Probablemente, el origen de la modernidad política pueda ser contemplado como un cambio brusco en las condiciones de posibilidad de la ética pública: la irrupción en la escena política de una enorme cantidad de nuevos sujetos políticos a los que además se atribuye capacidad de deliberación sobre sus semejantes mediante el uso de su razón. Las tradiciones contractualistas portan dentro de sí esta novedad histórica: mucha más gente y mucha más capacidad de deliberación. No obstante, en seguida las categorías de nación y de clase agrupan a los individuos, al hombre de las declaraciones de derechos, y se produce una progresiva ocultación de los atributos jurídicos y deliberantes individuales (personales) detrás de la asamblea nacional, del partido o de la raza: el triunfo de la libertad positiva sobre la libertad negativa; la búsqueda de la solución definitiva exige la masacre de individuos en los altares de los grandes ideales históricos (Berlin). La reacción liberal frente a esta evolución gregaria de la política se expresa en las advertencias acerca de los peligros de la tiranía de la mayoría, advertencias de escasa eficacia, a la luz de la historia política europea hasta la mitad del pasado siglo (Fareed Zakaria ha abordado muy recientemente este asunto desde una perspectiva novedosa).

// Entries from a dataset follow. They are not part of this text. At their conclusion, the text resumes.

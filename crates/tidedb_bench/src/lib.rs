//! Benchmark utilities for TideDB.

#![warn(missing_docs)]

use rand::rngs::StdRng;
use rand::seq::SliceRandom;
use rand::{Rng, SeedableRng};
use std::path::Path;
use tidedb_core::{
    LevelId, ManifestEntry, MemorySegmentFactory, SegmentFactory, SegmentRecord, SequenceNumber,
};

/// Fixed-width key for `k`.
pub fn bench_key(k: u64) -> Vec<u8> {
    format!("bench{k:012}").into_bytes()
}

/// Random payload of `size` bytes.
pub fn random_value(rng: &mut impl Rng, size: usize) -> Vec<u8> {
    (0..size).map(|_| rng.gen()).collect()
}

/// Sorted records for `keys` with `value_size`-byte payloads.
pub fn generate_records(keys: &[u64], value_size: usize, seed: u64) -> Vec<SegmentRecord> {
    let mut rng = StdRng::seed_from_u64(seed);
    keys.iter()
        .map(|&k| {
            SegmentRecord::put(
                bench_key(k),
                random_value(&mut rng, value_size),
                SequenceNumber::new(seed),
            )
        })
        .collect()
}

/// In-memory segment descriptor holding `keys`.
pub fn memory_segment(name: &str, keys: &[u64], value_size: usize, seed: u64) -> ManifestEntry {
    let records = generate_records(keys, value_size, seed);
    let segment = MemorySegmentFactory
        .create_segment(Path::new(name), LevelId::new(0), &records)
        .expect("in-memory segment");
    ManifestEntry::from_segment(segment)
}

/// An upper segment over `total` keys and `sinks` disjoint sink segments.
///
/// Every `stride`-th key of the space goes to the upper segment, so it
/// overlaps every sink.
pub fn merge_inputs(
    total: u64,
    sinks: u64,
    stride: u64,
    value_size: usize,
) -> (ManifestEntry, Vec<ManifestEntry>) {
    let upper_keys: Vec<u64> = (0..total).step_by(stride.max(1) as usize).collect();
    let upper = memory_segment("upper", &upper_keys, value_size, 2);

    let per_sink = total / sinks.max(1);
    let sink_entries = (0..sinks)
        .map(|i| {
            let keys: Vec<u64> = (i * per_sink..(i + 1) * per_sink).collect();
            memory_segment(&format!("sink-{i}"), &keys, value_size, 1)
        })
        .collect();
    (upper, sink_entries)
}

/// `count` distinct keys below `total`, shuffled.
pub fn probe_keys(total: u64, count: usize, seed: u64) -> Vec<Vec<u8>> {
    let mut keys: Vec<u64> = (0..total).collect();
    keys.shuffle(&mut StdRng::seed_from_u64(seed));
    keys.truncate(count);
    keys.into_iter().map(bench_key).collect()
}
//! Units of compaction work and the owner interface clerks talk to.

use crate::error::CoreResult;
use crate::ledger::LedgerDir;
use crate::manifest::{Manifest, ManifestEntry, ManifestSnapshot};
use crate::types::{LevelId, SequenceNumber};
use std::sync::Arc;

/// One compaction assignment, handed out by the owner and consumed once.
#[derive(Debug, Clone)]
pub struct WorkItem {
    /// Level whose segment is pushed down.
    pub src_level: LevelId,
    /// Snapshot the selection is made against.
    pub manifest: ManifestSnapshot,
    /// Ledger that receives output segments and the new snapshot.
    pub ledger: Arc<LedgerDir>,
    /// Sequence number reserved for this round's file names.
    pub next_sequence: SequenceNumber,
}

impl WorkItem {
    /// Level the merge writes into.
    #[must_use]
    pub fn target_level(&self) -> LevelId {
        self.src_level.next()
    }
}

/// Reply to [`CompactionOwner::pull_work`].
#[derive(Debug)]
pub enum WorkResponse {
    /// Nothing to do for this level.
    Idle {
        /// True if some level is over its limit and work is likely soon.
        backlog: bool,
    },
    /// A round to run.
    Work(WorkItem),
}

/// What a merge round produced.
#[derive(Debug, Clone)]
pub struct MergeResult {
    /// Snapshot to publish, one version past the work item's.
    pub manifest: Manifest,
    /// Descriptors the new snapshot no longer references.
    pub unreferenced: Vec<ManifestEntry>,
    /// Output segments written by this round. Empty for a pure move.
    pub created: Vec<ManifestEntry>,
    /// Records written to `created`.
    pub entries_written: u64,
    /// Superseded duplicates left out of `created`.
    pub duplicates_dropped: u64,
}

impl MergeResult {
    /// Returns true if the round moved a segment without rewriting it.
    #[must_use]
    pub fn is_move(&self) -> bool {
        self.created.is_empty()
    }
}

/// A request to replace the owner's manifest.
#[derive(Debug, Clone)]
pub struct ManifestChange {
    /// Level the merged segment came from.
    pub src_level: LevelId,
    /// Snapshot the change was computed against.
    pub base: ManifestSnapshot,
    /// Sequence number the new snapshot was persisted under.
    pub sequence: SequenceNumber,
    /// The new snapshot.
    pub manifest: ManifestSnapshot,
    /// Descriptors the new snapshot drops.
    pub removed: Vec<ManifestEntry>,
}

impl ManifestChange {
    /// Level the merge wrote into.
    #[must_use]
    pub fn target_level(&self) -> LevelId {
        self.src_level.next()
    }

    /// Version of the snapshot the change was computed against.
    #[must_use]
    pub fn base_version(&self) -> u64 {
        self.base.version()
    }
}

/// The authority a clerk works for.
///
/// The owner holds the authoritative manifest and serializes changes to it.
/// Every call is a blocking round-trip from the clerk's side.
pub trait CompactionOwner: Send + Sync {
    /// Asks for work on `level`.
    fn pull_work(&self, level: LevelId) -> WorkResponse;

    /// Installs `change` or refuses it.
    ///
    /// Returns only once the decision is final. `Ok` means the new snapshot
    /// is the authoritative one and the removed descriptors may be marked.
    fn request_manifest_change(&self, change: ManifestChange) -> CoreResult<()>;

    /// Schedules an unreferenced segment for deletion once no reader holds it.
    fn mark_for_delete(&self, entry: &ManifestEntry);

    /// Signals that the work item handed out for `level` is done, whatever
    /// its outcome.
    fn work_finished(&self, _level: LevelId) {}
}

Afortunadamente, el final de la Segunda Guerra Mundial, la democratización de los países del sur y la caída del Muro de Berlín, parecen haber abierto un tiempo político diferente y mejor; la presión que la comunidad puede ejercer sobre los individuos o sobre los grupos es limitada, hasta el punto de que sólo es admisible cuando las personas o los grupos presionados atentan contra la comunidad, y no parece que, al menos en Europa y en EE.UU, exista riesgo inminente de que esto cambie. En nuestro sistema político -heredero de la tradición liberal- declaramos nuestro aprecio por la diversidad, por el pluralismo, y afirmamos nuestro deseo de tener a la vista cuanto existe, de no ocultar a nadie. Reclamamos asimismo nuestro derecho a deliberar sobre lo existente, a evaluarlo nosotros mismos o mediante nuestros representantes.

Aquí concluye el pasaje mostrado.